Transcribe the listing word for word. Begin at its first line and end with the line containing "use store::Store;".

Source data:
*** Block opens ***
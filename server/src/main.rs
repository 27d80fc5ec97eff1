use axum::{
    extract::{
        ws::{Message, WebSocket, WebSocketUpgrade},
        State,
    },
    response::IntoResponse,
    routing::get,
    Router,
};
use cardroom_protocol::*;
use futures::{SinkExt, StreamExt};
use parking_lot::Mutex;
use std::{collections::HashMap, sync::Arc};
use tokio::sync::{mpsc, watch};
use tracing::{debug, error, info};
use uuid::Uuid;

mod audit;
mod betting;
mod deal;
mod lease;
mod presence;
mod rotation;
mod seating;
mod settle;
mod store;
mod street;
mod sweeper;

use audit::ActionLog;
use store::Store;

type Conns = Mutex<HashMap<String, HashMap<Uuid, mpsc::UnboundedSender<ServerToClient>>>>;

#[derive(Clone)]
struct AppState {
    store: Arc<Store>,
    log: Arc<ActionLog>,
    conns: Arc<Conns>,
    shutdown: watch::Sender<bool>,
}

pub(crate) fn now_ms() -> i64 {
    chrono::Utc::now().timestamp_millis()
}

/// Room codes are short, upper-case and alphanumeric on the wire.
fn normalize_room_code(raw: &str) -> String {
    raw.to_uppercase()
        .chars()
        .filter(|c| c.is_ascii_alphanumeric())
        .take(8)
        .collect()
}

#[tokio::main]
async fn main() -> anyhow::Result<()> {
    tracing_subscriber::fmt()
        .with_env_filter(
            tracing_subscriber::EnvFilter::try_from_default_env()
                .unwrap_or_else(|_| "info".into()),
        )
        .init();

    let data_dir =
        std::env::var("CARDROOM_DATA_DIR").unwrap_or_else(|_| "./action_data".to_string());
    let log = Arc::new(ActionLog::new(&data_dir)?);
    let (shutdown_tx, _) = watch::channel(false);
    let state = AppState {
        store: Arc::new(Store::new()),
        log,
        conns: Arc::new(Mutex::new(HashMap::new())),
        shutdown: shutdown_tx.clone(),
    };

    let app = Router::new()
        .route("/ws", get(ws_handler))
        .with_state(state.clone());

    let addr = std::env::var("CARDROOM_ADDR").unwrap_or_else(|_| "0.0.0.0:9001".to_string());
    let listener = tokio::net::TcpListener::bind(&addr).await?;
    info!("listening on ws://{addr}/ws");
    axum::serve(listener, app)
        .with_graceful_shutdown(async move {
            let _ = tokio::signal::ctrl_c().await;
            let _ = shutdown_tx.send(true);
        })
        .await?;
    Ok(())
}

async fn ws_handler(ws: WebSocketUpgrade, State(state): State<AppState>) -> impl IntoResponse {
    ws.on_upgrade(move |socket| handle_socket(socket, state))
}

async fn handle_socket(socket: WebSocket, state: AppState) {
    let (mut sender, mut receiver) = socket.split();
    let (tx_out, mut rx_out) = mpsc::unbounded_channel::<ServerToClient>();

    tokio::spawn(async move {
        while let Some(msg) = rx_out.recv().await {
            let text = match serde_json::to_string(&msg) {
                Ok(t) => t,
                Err(_) => continue,
            };
            if sender.send(Message::Text(text)).await.is_err() {
                break;
            }
        }
    });

    let my_id = Uuid::new_v4();
    let _ = tx_out.send(ServerToClient::Hello { your_id: my_id });

    let mut joined_room: Option<String> = None;

    while let Some(Ok(msg)) = receiver.next().await {
        match msg {
            Message::Text(t) => {
                if let Ok(cmd) = serde_json::from_str::<ClientToServer>(&t) {
                    route_cmd(cmd, &state, &mut joined_room, my_id, &tx_out).await;
                } else {
                    let _ = tx_out.send(ServerToClient::Error {
                        code: ErrorCode::PreconditionFailed,
                        message: "bad json".into(),
                    });
                }
            }
            Message::Close(_) => break,
            _ => {}
        }
    }

    if let Some(room) = joined_room {
        disconnect(&state, &room, my_id);
    }
}

fn disconnect(state: &AppState, room: &str, pid: Uuid) {
    {
        let mut conns = state.conns.lock();
        if let Some(per_room) = conns.get_mut(room) {
            per_room.remove(&pid);
        }
    }
    let _ = state
        .store
        .transact(room, |r| presence::mark_inactive(r, pid, now_ms()));
    debug!(%room, %pid, "[WS] disconnected");
    broadcast_room(&state.store, &state.conns, room);
}

/// Push the authoritative snapshot to every connection in the room.
fn broadcast_room(store: &Store, conns: &Conns, room: &str) {
    let snapshot = match store.snapshot(room) {
        Ok(s) => s,
        Err(_) => return,
    };
    let conns = conns.lock();
    if let Some(per_room) = conns.get(room) {
        for tx in per_room.values() {
            let _ = tx.send(ServerToClient::UpdateState { snapshot: snapshot.clone() });
        }
    }
}

fn send_to(conns: &Conns, room: &str, pid: Uuid, msg: ServerToClient) {
    let conns = conns.lock();
    if let Some(tx) = conns.get(room).and_then(|m| m.get(&pid)) {
        let _ = tx.send(msg);
    }
}

/// Transient codes are absorbed: the caller just gets a fresh snapshot and
/// resolves the race from it. Terminal codes go back as typed errors.
fn reply_error(
    state: &AppState,
    room: &str,
    code: ErrorCode,
    tx_out: &mpsc::UnboundedSender<ServerToClient>,
) {
    if code.is_transient() {
        debug!(%room, %code, "[TX] transient reject");
        if let Ok(snapshot) = state.store.snapshot(room) {
            let _ = tx_out.send(ServerToClient::UpdateState { snapshot });
        }
    } else {
        let _ = tx_out.send(ServerToClient::Error { code, message: code.to_string() });
    }
}

async fn route_cmd(
    cmd: ClientToServer,
    state: &AppState,
    joined_room: &mut Option<String>,
    my_id: Uuid,
    tx_out: &mpsc::UnboundedSender<ServerToClient>,
) {
    match cmd {
        ClientToServer::Join { room, name } => {
            let code = normalize_room_code(&room);
            if code.is_empty() {
                let _ = tx_out.send(ServerToClient::Error {
                    code: ErrorCode::RoomMissing,
                    message: "empty room code".into(),
                });
                return;
            }
            if state.store.create_room_if_absent(&code) {
                info!(room = %code, "[ROOM] created");
                let store = state.store.clone();
                let conns = state.conns.clone();
                let notify: sweeper::Notify = {
                    let store = store.clone();
                    Arc::new(move |c: &str| broadcast_room(&store, &conns, c))
                };
                sweeper::spawn_room_sweeper(
                    state.store.clone(),
                    code.clone(),
                    notify,
                    state.shutdown.subscribe(),
                );
            }
            let res = state
                .store
                .transact(&code, |r| {
                    seating::join_room(r, my_id, &name, now_ms());
                    Ok(())
                });
            match res {
                Ok(()) => {
                    state
                        .conns
                        .lock()
                        .entry(code.clone())
                        .or_default()
                        .insert(my_id, tx_out.clone());
                    *joined_room = Some(code.clone());
                    let wallet = state.store.ensure_wallet(my_id);
                    if let Ok(snapshot) = state.store.snapshot(&code) {
                        let _ = tx_out.send(ServerToClient::Joined { snapshot, wallet });
                    }
                    info!(room = %code, pid = %my_id, "[JOIN] player joined");
                    broadcast_room(&state.store, &state.conns, &code);
                }
                Err(code_err) => reply_error(state, &code, code_err, tx_out),
            }
        }
        ClientToServer::Leave => {
            if let Some(room) = joined_room.take() {
                disconnect(state, &room, my_id);
            }
        }
        ClientToServer::ClaimSeat { seat } => {
            let Some(room) = joined_room.as_deref() else { return };
            let res = state
                .store
                .transact_with_wallet(room, my_id, |r, w| seating::claim_seat(r, w, my_id, seat));
            match res {
                Ok(()) => {
                    info!(%room, pid = %my_id, seat, "[SEAT] claimed");
                    broadcast_room(&state.store, &state.conns, room);
                }
                Err(e) => reply_error(state, room, e, tx_out),
            }
        }
        ClientToServer::LeaveSeat => {
            let Some(room) = joined_room.as_deref() else { return };
            let res = state
                .store
                .transact_with_wallet(room, my_id, |r, w| seating::leave_seat(r, w, my_id));
            match res {
                Ok(()) => {
                    info!(%room, pid = %my_id, "[SEAT] left");
                    broadcast_room(&state.store, &state.conns, room);
                }
                Err(e) => reply_error(state, room, e, tx_out),
            }
        }
        ClientToServer::SetVariantPref { variant } => {
            let Some(room) = joined_room.as_deref() else { return };
            let res = state
                .store
                .transact(room, |r| seating::set_variant_pref(r, my_id, variant));
            match res {
                Ok(()) => broadcast_room(&state.store, &state.conns, room),
                Err(e) => reply_error(state, room, e, tx_out),
            }
        }
        ClientToServer::Heartbeat => {
            let Some(room) = joined_room.as_deref() else { return };
            let _ = state
                .store
                .transact(room, |r| presence::heartbeat(r, my_id, now_ms()));
        }
        ClientToServer::Deal => {
            let Some(room) = joined_room.as_deref() else { return };
            let now = now_ms();
            let acquired = state.store.transact(room, |r| lease::acquire(r, my_id, now));
            match acquired {
                Ok(acq) => {
                    info!(%room, hand = %acq.hand_id(), "[LEASE] deal lock held");
                    broadcast_room(&state.store, &state.conns, room);
                    match deal::run_deal_flow(&state.store, room, my_id, now_ms()) {
                        Ok(records) => {
                            info!(%room, hand = %acq.hand_id(), players = records.len(), "[DEAL] hand opened");
                            for (pid, record) in records {
                                send_to(
                                    &state.conns,
                                    room,
                                    pid,
                                    ServerToClient::YourHand { record },
                                );
                            }
                            broadcast_room(&state.store, &state.conns, room);
                        }
                        Err(e) => reply_error(state, room, e, tx_out),
                    }
                }
                Err(e) => reply_error(state, room, e, tx_out),
            }
        }
        ClientToServer::NextStreet => {
            let Some(room) = joined_room.as_deref() else { return };
            let res = state
                .store
                .transact(room, |r| street::advance_street(r, my_id, now_ms()));
            match res {
                Ok(street::Advance::Advanced { street, board_len }) => {
                    info!(%room, ?street, board_len, "[STREET] advanced");
                    broadcast_room(&state.store, &state.conns, room);
                }
                Ok(street::Advance::AlreadyComplete) => {
                    debug!(%room, "[STREET] board already complete");
                }
                Err(e) => reply_error(state, room, e, tx_out),
            }
        }
        ClientToServer::Settle => {
            let Some(room) = joined_room.as_deref() else { return };
            let res = state
                .store
                .transact(room, |r| settle::settle(r, my_id, now_ms()));
            match res {
                Ok(settle::SettleOutcome::Settled(last)) => {
                    info!(%room, hand = %last.id, "[SETTLE] hand paid");
                    let conns = state.conns.lock();
                    if let Some(per_room) = conns.get(room) {
                        for tx in per_room.values() {
                            let _ = tx.send(ServerToClient::HandSettled { result: last.clone() });
                        }
                    }
                    drop(conns);
                    broadcast_room(&state.store, &state.conns, room);
                }
                Ok(settle::SettleOutcome::Idempotent) => {
                    debug!(%room, "[SETTLE] idempotent retry");
                }
                Err(e) => reply_error(state, room, e, tx_out),
            }
        }
        ClientToServer::Fold => {
            betting_action(state, joined_room, my_id, tx_out, |r, pid, now| {
                betting::apply_fold(r, pid, now)
            })
            .await;
        }
        ClientToServer::Check | ClientToServer::Call => {
            betting_action(state, joined_room, my_id, tx_out, |r, pid, now| {
                betting::apply_check_call(r, pid, now)
            })
            .await;
        }
        ClientToServer::Raise { to } => {
            betting_action(state, joined_room, my_id, tx_out, move |r, pid, now| {
                betting::apply_raise(r, pid, to, now)
            })
            .await;
        }
    }
}

async fn betting_action(
    state: &AppState,
    joined_room: &Option<String>,
    my_id: Uuid,
    tx_out: &mpsc::UnboundedSender<ServerToClient>,
    f: impl FnOnce(&mut Room, Uuid, i64) -> Result<ActionRecord, ErrorCode>,
) {
    let Some(room) = joined_room.as_deref() else { return };
    let now = now_ms();
    let res = state.store.transact(room, |r| {
        let rec = f(r, my_id, now)?;
        let hand_id = r
            .hand
            .as_ref()
            .map(|h| h.id.clone())
            .ok_or(ErrorCode::NotInHand)?;
        Ok((rec, hand_id))
    });
    match res {
        Ok((rec, hand_id)) => {
            debug!(%room, pid = %my_id, kind = ?rec.kind, "[ACTION] applied");
            if let Err(e) = state.log.append(room, &hand_id, &rec).await {
                error!(%room, error = %e, "[AUDIT] append failed");
            }
            broadcast_room(&state.store, &state.conns, room);
        }
        Err(e) => reply_error(state, room, e, tx_out),
    }
}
*** Block closes ***
Output for this exercise:
filename server/src/main.rs
repository 27d80fc5ec97eff1
use axum::{
    extract::{
        ws::{Message, WebSocket, WebSocketUpgrade},
        State,
    },
    response::IntoResponse,
    routing::get,
    Router,
};
use cardroom_protocol::*;
use futures::{SinkExt, StreamExt};
use parking_lot::Mutex;
use std::{collections::HashMap, sync::Arc};
use tokio::sync::{mpsc, watch};
use tracing::{debug, error, info};
use uuid::Uuid;

mod audit;
mod betting;
mod deal;
mod lease;
mod presence;
mod rotation;
mod seating;
mod settle;
mod store;
mod street;
mod sweeper;

use audit::ActionLog;
use store::Store;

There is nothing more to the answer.